Given records
----

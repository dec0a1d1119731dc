//! Tilestore Storefront - public catalog, wishlist, cart and checkout API.
//!
//! This binary serves the storefront JSON API on port 3000.
//!
//! # Architecture
//!
//! - Axum web framework, JSON only
//! - Backend REST API for products, categories, coupons and orders
//! - In-memory, cookie-keyed wishlist and cart state
//!
//! # Security
//!
//! This binary only has access to:
//! - The backend API with the storefront service token
//! - Customer bearer tokens, which it forwards but never inspects

#![cfg_attr(not(test), forbid(unsafe_code))]

use sentry::integrations::tracing as sentry_tracing;
use tilestore_storefront::config::StorefrontConfig;
use tilestore_storefront::middleware;
use tilestore_storefront::state::AppState;
use tracing_subscriber::{layer::SubscriberExt, util::SubscriberInitExt};

/// Initialize Sentry error tracking and return guard that must be kept alive.
fn init_sentry(config: &StorefrontConfig) -> Option<sentry::ClientInitGuard> {
    let dsn = config.sentry_dsn.as_ref()?;

    let guard = sentry::init((
        dsn.as_str(),
        sentry::ClientOptions {
            release: sentry::release_name!(),
            environment: config
                .sentry_environment
                .clone()
                .map(std::borrow::Cow::Owned),
            sample_rate: config.sentry_sample_rate,
            traces_sample_rate: config.sentry_traces_sample_rate,
            attach_stacktrace: true,
            ..Default::default()
        },
    ));

    tracing::info!("Sentry initialized");
    Some(guard)
}

/// Filter tracing events to Sentry event types.
fn sentry_event_filter(metadata: &tracing::Metadata<'_>) -> sentry_tracing::EventFilter {
    match *metadata.level() {
        tracing::Level::ERROR | tracing::Level::WARN => sentry_tracing::EventFilter::Event,
        tracing::Level::INFO | tracing::Level::DEBUG => sentry_tracing::EventFilter::Breadcrumb,
        _ => sentry_tracing::EventFilter::Ignore,
    }
}

#[tokio::main]
async fn main() {
    // Load configuration from environment (needed for Sentry init)
    let config = StorefrontConfig::from_env().expect("Failed to load configuration");

    // Initialize Sentry (must be done before tracing subscriber)
    let _sentry_guard = init_sentry(&config);

    let env_filter = tracing_subscriber::EnvFilter::try_from_default_env()
        .unwrap_or_else(|_| "tilestore_storefront=info,tower_http=debug".into());

    let json_layer = config
        .json_logs
        .then(|| tracing_subscriber::fmt::layer().json().flatten_event(true));
    let text_layer = (!config.json_logs).then(tracing_subscriber::fmt::layer);

    tracing_subscriber::registry()
        .with(env_filter)
        .with(json_layer)
        .with(text_layer)
        .with(sentry_tracing::layer().event_filter(sentry_event_filter))
        .init();

    tracing::info!(backend = %config.backend.base_url, "Using backend API");

    let state = AppState::new(config.clone()).expect("Failed to initialize application state");

    let rate_limiter = middleware::api_rate_limiter().expect("rate limiter quota is valid");

    let app = tilestore_storefront::app(state)
        .layer(rate_limiter)
        // Sentry layers (outermost for full request coverage)
        .layer(sentry_tower::NewSentryLayer::new_from_top())
        .layer(sentry_tower::SentryHttpLayer::new().enable_transaction());

    let addr = config.socket_addr();
    tracing::info!("storefront listening on {}", addr);

    let listener = tokio::net::TcpListener::bind(addr)
        .await
        .expect("Failed to bind to address");

    // Peer addresses feed the rate limiter when no proxy header is present
    axum::serve(
        listener,
        app.into_make_service_with_connect_info::<std::net::SocketAddr>(),
    )
    .with_graceful_shutdown(shutdown_signal())
    .await
    .expect("Server error");
}

/// Wait for shutdown signal (Ctrl+C or SIGTERM).
async fn shutdown_signal() {
    let ctrl_c = async {
        tokio::signal::ctrl_c()
            .await
            .expect("Failed to install Ctrl+C handler");
    };

    #[cfg(unix)]
    let terminate = async {
        tokio::signal::unix::signal(tokio::signal::unix::SignalKind::terminate())
            .expect("Failed to install signal handler")
            .recv()
            .await;
    };

    #[cfg(not(unix))]
    let terminate = std::future::pending::<()>();

    tokio::select! {
        () = ctrl_c => {},
        () = terminate => {},
    }

    tracing::info!("Shutdown signal received, starting graceful shutdown");
}
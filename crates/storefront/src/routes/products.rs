//! Product route handlers.

use axum::{
    Json,
    extract::{Path, Query, State},
};
use tilestore_core::Product;
use tilestore_core::catalog::{CatalogPage, CatalogQuery};
use tracing::instrument;

use crate::error::Result;
use crate::services::catalog;
use crate::state::AppState;

/// Catalog listing.
///
/// Query parameters: `keyword` (or `q`), `category`, comma separated `tags`,
/// `finishes`, `colors`, `roomTypes`, `sizes`, `minPrice`, `maxPrice`,
/// `sort`, `page`, `limit`.
#[instrument(skip(state, query))]
pub async fn index(
    State(state): State<AppState>,
    Query(query): Query<CatalogQuery>,
) -> Result<Json<CatalogPage<Product>>> {
    let page = catalog::list_products(state.backend(), &query).await?;
    Ok(Json(page))
}

/// Product detail by slug.
#[instrument(skip(state))]
pub async fn show(
    State(state): State<AppState>,
    Path(slug): Path<String>,
) -> Result<Json<Product>> {
    let product = state.backend().get_product(&slug).await?;
    Ok(Json(product))
}
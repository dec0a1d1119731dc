//! Coupon management handlers.

use axum::{
    Json,
    extract::{Path, State},
    http::StatusCode,
};
use tilestore_core::{Coupon, CouponId};
use tracing::instrument;

use crate::backend::CouponInput;
use crate::error::{AppError, Result};
use crate::middleware::RequireAdminToken;
use crate::state::AppState;

/// All coupons.
#[instrument(skip_all)]
pub async fn index(
    RequireAdminToken(token): RequireAdminToken,
    State(state): State<AppState>,
) -> Result<Json<Vec<Coupon>>> {
    Ok(Json(state.backend().list_coupons(&token).await?))
}

/// Create a coupon. Codes are stored upper-case and must be unique
/// regardless of case.
#[instrument(skip_all)]
pub async fn create(
    RequireAdminToken(token): RequireAdminToken,
    State(state): State<AppState>,
    Json(input): Json<CouponInput>,
) -> Result<(StatusCode, Json<Coupon>)> {
    let input = input.normalize().map_err(AppError::BadRequest)?;
    let existing = state.backend().list_coupons(&token).await?;
    if existing.iter().any(|c| c.matches_code(&input.code)) {
        return Err(AppError::Conflict(format!(
            "coupon {} already exists",
            input.code
        )));
    }
    let coupon = state.backend().create_coupon(&token, &input).await?;
    tracing::info!(code = %coupon.code, "Coupon created");
    Ok((StatusCode::CREATED, Json(coupon)))
}

/// Delete a coupon.
#[instrument(skip(token, state))]
pub async fn destroy(
    RequireAdminToken(token): RequireAdminToken,
    State(state): State<AppState>,
    Path(id): Path<CouponId>,
) -> Result<StatusCode> {
    state.backend().delete_coupon(&token, &id).await?;
    Ok(StatusCode::NO_CONTENT)
}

----

The problem
In the entries above, identify every line with the string "middleware".

Answer to the problem
use tilestore_storefront::middleware;
    let rate_limiter = middleware::api_rate_limiter().expect("rate limiter quota is valid");
use crate::middleware::RequireAdminToken;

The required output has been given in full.